Guangzhou Metro station

Higher Education Mega Center North Station (大学城北站 (大學城北站)) is an interchange station between Line 4 and Line 12 of the Guangzhou Metro. The Line 4 station started operations on 26 December 2005. It is located at the underground of the north of Guangzhou Higher Education Mega Center, located on Xiaoguwei Island in Xiaoguwei Subdistrict in Guangzhou's Panyu District. The station became an interchange station when Line 12 started operations on 29 June 2025.

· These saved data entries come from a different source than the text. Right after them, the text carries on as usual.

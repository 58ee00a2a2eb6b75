//! Random secret material

use base64::{Engine, engine::general_purpose};
use rand::{RngCore, rngs::OsRng};

/// Cryptographically secure random bytes.
pub fn random_bytes(len: usize) -> Vec<u8> {
    let mut bytes = vec![0u8; len];
    OsRng.fill_bytes(&mut bytes);
    bytes
}

/// Random secret of `len` bytes, URL-safe base64 without padding.
///
/// Used for per-process signing keys when none are configured.
pub fn random_secret(len: usize) -> String {
    general_purpose::URL_SAFE_NO_PAD.encode(random_bytes(len))
}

The station was previously called Beiting Station (北亭站) because of nearby Beiting Village (北亭村) on the island before changing its name to the current name in May 2006.

==Station layout==
The station has two parallel stations for Line 4 and Line 12 connected by transfer interfaces. The ground level is the exit, and it is surrounded by Higher Education Mega Center Main North Street, Central Road East, Guanzhou tunnel, Panyu District Computing Science and Big Data Industrial Park and other nearby buildings.

===Line 4===
The Line 4 station is a two-storey underground station. The ground level is the exit, the first floor is the concourse, and the second floor are the platforms for Line 4.
| G | - | Exits D, E1, E2 |
| L1 Concourse | Lobby | Ticket Machines, Customer Service, Shops, Police Station, Security Facilities |
| L2 Platforms | Platform | towards |
Island platform, doors will open on the left
| Platform | For emergency use only | |
| Platform | towards | |
Side platform, doors will open on the right

===Line 12===
The Line 12 station is a three-storey underground station. The ground level is the exit, the first floor is the concourse, and the second and third floors are the platforms for Line 12.
| G | - | Exits A, B, C, F |
| L1 Concourse | Lobby | Ticket Machines, Customer Service, Security Facilities |
| L2 Platforms | Platform | towards (terminus) |
Island platform, doors will open on the right (Toilets, Nursery)
| L3 Platforms | Platform | towards |
Island platform, doors will open on the left (Toilets, Nursery)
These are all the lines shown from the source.